-- Task material follows --
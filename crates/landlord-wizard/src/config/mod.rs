use std::env;
use std::fmt;
use std::net::{IpAddr, SocketAddr};
use std::time::Duration;

/// Distinguishes runtime behavior for different stages of the service.
#[derive(Debug, Clone, Copy, PartialEq, Eq)]
pub enum AppEnvironment {
    Development,
    Test,
    Production,
}

impl AppEnvironment {
    fn from_str(value: &str) -> Self {
        match value.trim().to_ascii_lowercase().as_str() {
            "prod" | "production" => Self::Production,
            "test" | "ci" => Self::Test,
            _ => Self::Development,
        }
    }
}

/// Top-level configuration for the wizard service.
#[derive(Debug, Clone)]
pub struct AppConfig {
    pub environment: AppEnvironment,
    pub server: ServerConfig,
    pub telemetry: TelemetryConfig,
    pub wizard: WizardConfig,
}

impl AppConfig {
    pub fn load() -> Result<Self, ConfigError> {
        dotenvy::dotenv().ok();

        let environment = AppEnvironment::from_str(
            &env::var("APP_ENV").unwrap_or_else(|_| "development".to_string()),
        );

        let host = env::var("APP_HOST").unwrap_or_else(|_| "127.0.0.1".to_string());
        let port = env::var("APP_PORT")
            .unwrap_or_else(|_| "3000".to_string())
            .parse::<u16>()
            .map_err(|_| ConfigError::InvalidPort)?;

        let log_level = env::var("APP_LOG_LEVEL").unwrap_or_else(|_| "info".to_string());

        let save_debounce_ms = match env::var("APP_SAVE_DEBOUNCE_MS") {
            Ok(raw) => raw
                .trim()
                .parse::<u64>()
                .map_err(|_| ConfigError::InvalidDebounce { value: raw })?,
            Err(_) => WizardConfig::DEFAULT_SAVE_DEBOUNCE_MS,
        };

        let development = environment == AppEnvironment::Development;

        Ok(Self {
            environment,
            server: ServerConfig { host, port },
            telemetry: TelemetryConfig {
                log_level,
                ansi: development,
                include_targets: development,
            },
            wizard: WizardConfig { save_debounce_ms },
        })
    }
}

/// Settings controlling the HTTP server binding.
#[derive(Debug, Clone)]
pub struct ServerConfig {
    pub host: String,
    pub port: u16,
}

impl ServerConfig {
    pub fn socket_addr(&self) -> Result<SocketAddr, ConfigError> {
        if self.host.eq_ignore_ascii_case("localhost") {
            return Ok(SocketAddr::new(IpAddr::from([127, 0, 0, 1]), self.port));
        }

        let ip: IpAddr = self
            .host
            .parse()
            .map_err(|source| ConfigError::InvalidHost { source })?;

        Ok(SocketAddr::new(ip, self.port))
    }
}

/// Tracing output controls.
#[derive(Debug, Clone)]
pub struct TelemetryConfig {
    pub log_level: String,
    pub ansi: bool,
    pub include_targets: bool,
}

/// Knobs for wizard sessions hosted by this process.
#[derive(Debug, Clone, Copy, PartialEq, Eq)]
pub struct WizardConfig {
    /// Quiet period before a pending facts snapshot is written.
    pub save_debounce_ms: u64,
}

impl WizardConfig {
    pub const DEFAULT_SAVE_DEBOUNCE_MS: u64 = 500;

    pub fn save_debounce(&self) -> Duration {
        Duration::from_millis(self.save_debounce_ms)
    }
}

impl Default for WizardConfig {
    fn default() -> Self {
        Self {
            save_debounce_ms: Self::DEFAULT_SAVE_DEBOUNCE_MS,
        }
    }
}

#[derive(Debug)]
pub enum ConfigError {
    InvalidPort,
    InvalidHost { source: std::net::AddrParseError },
    InvalidDebounce { value: String },
}

impl fmt::Display for ConfigError {
    fn fmt(&self, f: &mut fmt::Formatter<'_>) -> fmt::Result {
        match self {
            ConfigError::InvalidPort => write!(f, "APP_PORT must be a valid u16"),
            ConfigError::InvalidHost { .. } => {
                write!(f, "APP_HOST must parse to an IPv4 or IPv6 address")
            }
            ConfigError::InvalidDebounce { value } => write!(
                f,
                "APP_SAVE_DEBOUNCE_MS must be a whole number of milliseconds (got '{value}')"
            ),
        }
    }
}

impl std::error::Error for ConfigError {
    fn source(&self) -> Option<&(dyn std::error::Error + 'static)> {
        match self {
            ConfigError::InvalidPort | ConfigError::InvalidDebounce { .. } => None,
            ConfigError::InvalidHost { source } => Some(source),
        }
    }
}

#[cfg(test)]
mod tests {
    use super::*;
    use std::env;
    use std::sync::{Mutex, OnceLock};

    fn env_guard() -> &'static Mutex<()> {
        static GUARD: OnceLock<Mutex<()>> = OnceLock::new();
        GUARD.get_or_init(|| Mutex::new(()))
    }

    fn reset_env() {
        env::remove_var("APP_ENV");
        env::remove_var("APP_HOST");
        env::remove_var("APP_PORT");
        env::remove_var("APP_LOG_LEVEL");
        env::remove_var("APP_SAVE_DEBOUNCE_MS");
    }

    #[test]
    fn load_uses_defaults_when_env_missing() {
        let _lock = env_guard().lock().expect("env mutex poisoned");
        reset_env();
        let config = AppConfig::load().expect("config loads with defaults");
        assert_eq!(config.environment, AppEnvironment::Development);
        assert_eq!(config.server.host, "127.0.0.1");
        assert_eq!(config.server.port, 3000);
        assert_eq!(config.telemetry.log_level, "info");
        assert_eq!(config.wizard.save_debounce(), Duration::from_millis(500));
    }

    #[test]
    fn production_disables_ansi_output() {
        let _lock = env_guard().lock().expect("env mutex poisoned");
        reset_env();
        env::set_var("APP_ENV", "prod");
        let config = AppConfig::load().expect("config loads");
        assert_eq!(config.environment, AppEnvironment::Production);
        assert!(!config.telemetry.ansi);
        reset_env();
    }

    #[test]
    fn rejects_non_numeric_debounce() {
        let _lock = env_guard().lock().expect("env mutex poisoned");
        reset_env();
        env::set_var("APP_SAVE_DEBOUNCE_MS", "soon");
        match AppConfig::load() {
            Err(ConfigError::InvalidDebounce { value }) => assert_eq!(value, "soon"),
            other => panic!("expected debounce error, got {other:?}"),
        }
        reset_env();
    }

    #[test]
    fn accepts_localhost_host() {
        let _lock = env_guard().lock().expect("env mutex poisoned");
        reset_env();
        env::set_var("APP_HOST", "localhost");
        let config = AppConfig::load().expect("config loads");
        let addr = config.server.socket_addr().expect("localhost resolves");
        assert_eq!(addr, SocketAddr::new(IpAddr::from([127, 0, 0, 1]), 3000));
        reset_env();
    }
}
-- Task material concluded --
To do
All of the data above is to be given again, word for word.

Exercise output
filename crates/landlord-wizard/src/config/mod.rs
use std::env;
use std::fmt;
use std::net::{IpAddr, SocketAddr};
use std::time::Duration;

/// Distinguishes runtime behavior for different stages of the service.
#[derive(Debug, Clone, Copy, PartialEq, Eq)]
pub enum AppEnvironment {
    Development,
    Test,
    Production,
}

impl AppEnvironment {
    fn from_str(value: &str) -> Self {
        match value.trim().to_ascii_lowercase().as_str() {
            "prod" | "production" => Self::Production,
            "test" | "ci" => Self::Test,
            _ => Self::Development,
        }
    }
}

/// Top-level configuration for the wizard service.
#[derive(Debug, Clone)]
pub struct AppConfig {
    pub environment: AppEnvironment,
    pub server: ServerConfig,
    pub telemetry: TelemetryConfig,
    pub wizard: WizardConfig,
}

impl AppConfig {
    pub fn load() -> Result<Self, ConfigError> {
        dotenvy::dotenv().ok();

        let environment = AppEnvironment::from_str(
            &env::var("APP_ENV").unwrap_or_else(|_| "development".to_string()),
        );

        let host = env::var("APP_HOST").unwrap_or_else(|_| "127.0.0.1".to_string());
        let port = env::var("APP_PORT")
            .unwrap_or_else(|_| "3000".to_string())
            .parse::<u16>()
            .map_err(|_| ConfigError::InvalidPort)?;

        let log_level = env::var("APP_LOG_LEVEL").unwrap_or_else(|_| "info".to_string());

        let save_debounce_ms = match env::var("APP_SAVE_DEBOUNCE_MS") {
            Ok(raw) => raw
                .trim()
                .parse::<u64>()
                .map_err(|_| ConfigError::InvalidDebounce { value: raw })?,
            Err(_) => WizardConfig::DEFAULT_SAVE_DEBOUNCE_MS,
        };

        let development = environment == AppEnvironment::Development;

        Ok(Self {
            environment,
            server: ServerConfig { host, port },
            telemetry: TelemetryConfig {
                log_level,
                ansi: development,
                include_targets: development,
            },
            wizard: WizardConfig { save_debounce_ms },
        })
    }
}

/// Settings controlling the HTTP server binding.
#[derive(Debug, Clone)]
pub struct ServerConfig {
    pub host: String,
    pub port: u16,
}

impl ServerConfig {
    pub fn socket_addr(&self) -> Result<SocketAddr, ConfigError> {
        if self.host.eq_ignore_ascii_case("localhost") {
            return Ok(SocketAddr::new(IpAddr::from([127, 0, 0, 1]), self.port));
        }

        let ip: IpAddr = self
            .host
            .parse()
            .map_err(|source| ConfigError::InvalidHost { source })?;

        Ok(SocketAddr::new(ip, self.port))
    }
}

/// Tracing output controls.
#[derive(Debug, Clone)]
pub struct TelemetryConfig {
    pub log_level: String,
    pub ansi: bool,
    pub include_targets: bool,
}

/// Knobs for wizard sessions hosted by this process.
#[derive(Debug, Clone, Copy, PartialEq, Eq)]
pub struct WizardConfig {
    /// Quiet period before a pending facts snapshot is written.
    pub save_debounce_ms: u64,
}

impl WizardConfig {
    pub const DEFAULT_SAVE_DEBOUNCE_MS: u64 = 500;

    pub fn save_debounce(&self) -> Duration {
        Duration::from_millis(self.save_debounce_ms)
    }
}

impl Default for WizardConfig {
    fn default() -> Self {
        Self {
            save_debounce_ms: Self::DEFAULT_SAVE_DEBOUNCE_MS,
        }
    }
}

#[derive(Debug)]
pub enum ConfigError {
    InvalidPort,
    InvalidHost { source: std::net::AddrParseError },
    InvalidDebounce { value: String },
}

impl fmt::Display for ConfigError {
    fn fmt(&self, f: &mut fmt::Formatter<'_>) -> fmt::Result {
        match self {
            ConfigError::InvalidPort => write!(f, "APP_PORT must be a valid u16"),
            ConfigError::InvalidHost { .. } => {
                write!(f, "APP_HOST must parse to an IPv4 or IPv6 address")
            }
            ConfigError::InvalidDebounce { value } => write!(
                f,
                "APP_SAVE_DEBOUNCE_MS must be a whole number of milliseconds (got '{value}')"
            ),
        }
    }
}

impl std::error::Error for ConfigError {
    fn source(&self) -> Option<&(dyn std::error::Error + 'static)> {
        match self {
            ConfigError::InvalidPort | ConfigError::InvalidDebounce { .. } => None,
            ConfigError::InvalidHost { source } => Some(source),
        }
    }
}

#[cfg(test)]
mod tests {
    use super::*;
    use std::env;
    use std::sync::{Mutex, OnceLock};

    fn env_guard() -> &'static Mutex<()> {
        static GUARD: OnceLock<Mutex<()>> = OnceLock::new();
        GUARD.get_or_init(|| Mutex::new(()))
    }

    fn reset_env() {
        env::remove_var("APP_ENV");
        env::remove_var("APP_HOST");
        env::remove_var("APP_PORT");
        env::remove_var("APP_LOG_LEVEL");
        env::remove_var("APP_SAVE_DEBOUNCE_MS");
    }

    #[test]
    fn load_uses_defaults_when_env_missing() {
        let _lock = env_guard().lock().expect("env mutex poisoned");
        reset_env();
        let config = AppConfig::load().expect("config loads with defaults");
        assert_eq!(config.environment, AppEnvironment::Development);
        assert_eq!(config.server.host, "127.0.0.1");
        assert_eq!(config.server.port, 3000);
        assert_eq!(config.telemetry.log_level, "info");
        assert_eq!(config.wizard.save_debounce(), Duration::from_millis(500));
    }

    #[test]
    fn production_disables_ansi_output() {
        let _lock = env_guard().lock().expect("env mutex poisoned");
        reset_env();
        env::set_var("APP_ENV", "prod");
        let config = AppConfig::load().expect("config loads");
        assert_eq!(config.environment, AppEnvironment::Production);
        assert!(!config.telemetry.ansi);
        reset_env();
    }

    #[test]
    fn rejects_non_numeric_debounce() {
        let _lock = env_guard().lock().expect("env mutex poisoned");
        reset_env();
        env::set_var("APP_SAVE_DEBOUNCE_MS", "soon");
        match AppConfig::load() {
            Err(ConfigError::InvalidDebounce { value }) => assert_eq!(value, "soon"),
            other => panic!("expected debounce error, got {other:?}"),
        }
        reset_env();
    }

    #[test]
    fn accepts_localhost_host() {
        let _lock = env_guard().lock().expect("env mutex poisoned");
        reset_env();
        env::set_var("APP_HOST", "localhost");
        let config = AppConfig::load().expect("config loads");
        let addr = config.server.socket_addr().expect("localhost resolves");
        assert_eq!(addr, SocketAddr::new(IpAddr::from([127, 0, 0, 1]), 3000));
        reset_env();
    }
}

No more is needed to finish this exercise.